Machine Learning a ‘Game Changer’ in ITG Algo

Shanny Basar

Duncan Higgins, head of electronic products at ITG, said using a machine learning approach in the broker’s implementation shortfall algorithm in the US has been a ‘game changer’.

Higgins told Markets Media that the industry needs to finish with MiFID II changes and move to business as usual, with reinvestment in algorithms and infrastructure. MiFID II regulations went live in the European Union at the start of this year after a multi-year investment and implementation process. He added that ITG has a big program of work including changing its implementation shortfall algorithm to use a machine learning approach.

Duncan Higgins, ITG

“The algo is much less constrained in its decision making and uses the state of the market and past experience to decide on the best approach to execute an order, determining how much and how to trade across lit and dark markets and auctions,” said Higgins. “IS AI has gone live in the US and has been a game changer through improving execution by a very significant 2.3 basis points.”

He continued that ITG is beta-testing IS AI in Europe and should roll out to clients in the third quarter of this year.

Higgins is also one of the authors of a new ITG report, Venue Landscape Shifting Under MiFID II, analysing changes in equities trading since the regulation went live and the double volume caps, which are intended to boost volumes on lit venues, have come into effect. The study found that overall there has been an increase in lit trading from 91% to 95%.

The first volume caps, published in March by the European Securities and Markets Authority, suspended more than 750 stocks from being traded in dark pools for six months as they exceeded the limit of 4% of total volume on a single venue in the past 12 months and 8% combined across all EU dark pools.

“For algorithmic trading in capped stocks there was a big shift with lit volumes going from 57% to 78% which should please policymakers,” added Higgins. “The use of the new alternative venues will increase over time as there is greater algo adoption of LIS, periodic auctions and systematic internalisers.”

Large-in-scale trades above a specified size and trades in periodic auctions on lit venues are both exempt from the caps, so their volumes have risen and are expected to continue to increase.

However, MiFID II puts greater emphasis on best execution and firms now need to take all sufficient steps, rather than all reasonable steps, to obtain best execution and evidence this process. It is unclear whether the the increase in volumes on lit venues has resulted in a better outcome for end-investors.

“More analysis on execution costs is needed but from anecdotal feedback, it appears to have worsened,” said Higgins. “Clients who have to trade large orders gradually say they’ve experienced higher impact costs, but those who can trade blocks have found the market more efficient.”

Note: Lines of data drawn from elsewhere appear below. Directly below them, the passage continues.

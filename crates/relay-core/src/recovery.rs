//! Startup recovery of unfinished bundles.
//!
//! Every bundle with an id after the last finalized one is loaded from
//! storage and routed to the stage that owns its state, so the pipeline
//! resumes exactly where it stopped.

use crate::RelayError;
use relay_storage::StorageService;
use relay_types::{BundleState, StatefulBundle};
use std::sync::Arc;
use tracing::instrument;

/// Unfinished bundles grouped by the stage that resumes them, each in id
/// order.
#[derive(Debug, Default)]
pub struct RecoveryReport {
	pub to_sign: Vec<StatefulBundle>,
	pub to_broadcast: Vec<StatefulBundle>,
	pub to_collect: Vec<StatefulBundle>,
	pub to_finalize: Vec<StatefulBundle>,
	/// Bundles already finalized whose progress marker was not yet written.
	pub already_finalized: usize,
}

impl RecoveryReport {
	pub fn total(&self) -> usize {
		self.to_sign.len() + self.to_broadcast.len() + self.to_collect.len() + self.to_finalize.len()
	}
}

pub struct RecoveryService {
	storage: Arc<StorageService>,
}

impl RecoveryService {
	pub fn new(storage: Arc<StorageService>) -> Self {
		Self { storage }
	}

	/// Loads bundles in `(last_finalized, next_bundle_id)` and routes them.
	///
	/// Stages hand bundles on in id order, so states never increase along
	/// the ids. A bundle further along than its predecessor, or one that was
	/// never stored, means the store is inconsistent and recovery fails.
	#[instrument(skip_all)]
	pub async fn recover(&self) -> Result<RecoveryReport, RelayError> {
		let storage_error = |e: relay_storage::StorageError| RelayError::Storage(e.to_string());
		let last_finalized = self.storage.last_finalized().await.map_err(storage_error)?;
		let next_id = self.storage.next_bundle_id().await.map_err(storage_error)?;
		let from = last_finalized + 1;

		let bundles = self
			.storage
			.load_bundles(from, next_id)
			.await
			.map_err(|e| RelayError::Recovery(e.to_string()))?;

		let mut report = RecoveryReport::default();
		let mut previous: Option<(u64, BundleState)> = None;
		for bundle in bundles {
			if let Some((id, state)) = previous {
				if bundle.state() > state {
					return Err(RelayError::Recovery(format!(
						"Bundle {} is {} but the earlier bundle {} is only {}",
						bundle.id(),
						bundle.state(),
						id,
						state
					)));
				}
			}
			previous = Some((bundle.id(), bundle.state()));

			match bundle.state() {
				BundleState::Bundled => {
					return Err(RelayError::Recovery(format!(
						"Bundle {} was persisted before it was stored",
						bundle.id()
					)));
				},
				BundleState::Stored => report.to_sign.push(bundle),
				BundleState::Signed => report.to_broadcast.push(bundle),
				BundleState::Submitted => report.to_collect.push(bundle),
				BundleState::Sealed => report.to_finalize.push(bundle),
				BundleState::Finalized => {
					tracing::debug!(bundle_id = bundle.id(), "Skipping finalized bundle");
					report.already_finalized += 1;
				},
			}
		}

		tracing::info!(
			from,
			next_id,
			sign = report.to_sign.len(),
			broadcast = report.to_broadcast.len(),
			collect = report.to_collect.len(),
			finalize = report.to_finalize.len(),
			"Recovered unfinished bundles"
		);
		Ok(report)
	}
}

Tim Cave, an analyst at consultancy Tabb Group, said in a blog this week that the equities liquidity landscape is now truly different under MiFID II:

Cave said dark MTF activity has settled at 5.7% of daily order book notional, compared to around 9% pre-MiFID II, while lit primary exchanges have seen a small uptick in market share, to around 54% from 52% pre-MiFID II. He continued that LIS trading activity accounted for 48% of dark MTF activity last month, or €1.3bn ($1.6bn) on a daily basis, compared to 17% and €775m respectively a year ago.

“Turquoise – which operates a dedicated block platform in alliance with the Plato Partnership – is now Europe’s biggest dark MTF, while block specialist Liquidnet is the fourth-largest dark MTF, having been in sixth spot pre-MiFID II,” added Cave.

Periodic auctions accounted for just under 2% of daily order book notional during April, or €913m, on a daily basis according to Cave. He said: “This growth has been led by Cboe Europe’s platform, but similar venues run by Turquoise, Goldman Sachs, Nasdaq and ITG are also enjoying increases in activity.”